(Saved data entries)
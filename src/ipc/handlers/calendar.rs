use crate::identity::Identity;
use crate::ipc::error::HandlerErr;
use crate::ipc::helpers::{caller, db, get_required_str, reply};
use crate::ipc::types::{AppState, Request};
use crate::query::filter::{Clause, Predicate};
use crate::query::{list, scope, EntityKind, SortOrder};
use crate::schema::{fmt_datetime, DATE_FORMAT};
use chrono::NaiveDate;
use rusqlite::types::Value;
use serde_json::json;

const CALENDAR_DATE_FORMAT: &str = "%d/%m/%Y";

fn parse_calendar_date(raw: Option<&str>) -> Result<NaiveDate, HandlerErr> {
    match raw.map(str::trim).filter(|s| !s.is_empty()) {
        None => Ok(chrono::Local::now().date_naive()),
        Some(s) => NaiveDate::parse_from_str(s, CALENDAR_DATE_FORMAT).map_err(|_| {
            HandlerErr::new("bad_params", "date must be dd/mm/yyyy")
                .with_details(json!({ "date": s }))
        }),
    }
}

/// Events starting on `day`, narrowed to what `who` may see.
fn events_on(day: NaiveDate, who: &Identity) -> Result<Predicate, HandlerErr> {
    let start = day
        .and_hms_opt(0, 0, 0)
        .ok_or_else(|| HandlerErr::new("bad_params", "invalid date"))?;
    let end = day
        .succ_opt()
        .and_then(|d| d.and_hms_opt(0, 0, 0))
        .ok_or_else(|| HandlerErr::new("bad_params", "date out of range"))?;
    let pred = Predicate::new()
        .and(Clause::Template {
            sql: "ev.start_time >= ?",
            value: Value::Text(fmt_datetime(&start)),
        })
        .and(Clause::Template {
            sql: "ev.start_time < ?",
            value: Value::Text(fmt_datetime(&end)),
        });
    Ok(scope::apply(pred, EntityKind::Event, who))
}

fn handle_calendar_events(state: &mut AppState, req: &Request) -> Result<serde_json::Value, HandlerErr> {
    let who = caller(state, req)?;
    let conn = db(state)?;
    let day = parse_calendar_date(req.params.get("date").and_then(|v| v.as_str()))?;
    let pred = events_on(day, &who)?;
    let events = list::fetch_all(conn, EntityKind::Event, &pred, SortOrder::Asc)?;
    Ok(json!({
        "date": day.format(DATE_FORMAT).to_string(),
        "events": events,
    }))
}

fn handle_calendar_schedule(state: &mut AppState, req: &Request) -> Result<serde_json::Value, HandlerErr> {
    let who = caller(state, req)?;
    let conn = db(state)?;
    let kind = get_required_str(req, "type")?;
    let id = match req.params.get("id") {
        Some(serde_json::Value::String(s)) => s.trim().to_string(),
        Some(serde_json::Value::Number(n)) => n.to_string(),
        _ => return Err(HandlerErr::new("bad_params", "missing id")),
    };

    let clause = match kind {
        "teacherId" => Clause::Eq {
            column: "l.teacher_id",
            value: Value::Text(id),
        },
        "classId" => {
            let class_id: i64 = id.parse().map_err(|_| {
                HandlerErr::new("bad_params", "classId must be an integer")
                    .with_details(json!({ "id": id }))
            })?;
            Clause::Eq {
                column: "l.class_id",
                value: Value::Integer(class_id),
            }
        }
        other => {
            return Err(HandlerErr::new("bad_params", "type must be teacherId or classId")
                .with_details(json!({ "type": other })))
        }
    };
    let pred = scope::apply(Predicate::new().and(clause), EntityKind::Lesson, &who);
    let lessons = list::fetch_all(conn, EntityKind::Lesson, &pred, SortOrder::Asc)?;
    Ok(json!({ "lessons": lessons }))
}

pub fn try_handle(state: &mut AppState, req: &Request) -> Option<serde_json::Value> {
    let result = match req.method.as_str() {
        "calendar.events" => handle_calendar_events(state, req),
        "calendar.schedule" => handle_calendar_schedule(state, req),
        _ => return None,
    };
    Some(reply(req, result))
}

#[cfg(test)]
mod tests {
    use super::*;

    #[test]
    fn calendar_dates_are_day_month_year() {
        let d = parse_calendar_date(Some("05/03/2025")).expect("valid");
        assert_eq!(d, NaiveDate::from_ymd_opt(2025, 3, 5).expect("date"));
        assert!(parse_calendar_date(Some("2025-03-05")).is_err());
        assert!(parse_calendar_date(Some("31/02/2025")).is_err());
        assert!(parse_calendar_date(None).is_ok());
    }
}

> _PROBLEM DETAILS_
Each line above where the word "crate" occurs should be returned in full.

> _RESULT BELOW_
use crate::identity::Identity;
use crate::ipc::error::HandlerErr;
use crate::ipc::helpers::{caller, db, get_required_str, reply};
use crate::ipc::types::{AppState, Request};
use crate::query::filter::{Clause, Predicate};
use crate::query::{list, scope, EntityKind, SortOrder};
use crate::schema::{fmt_datetime, DATE_FORMAT};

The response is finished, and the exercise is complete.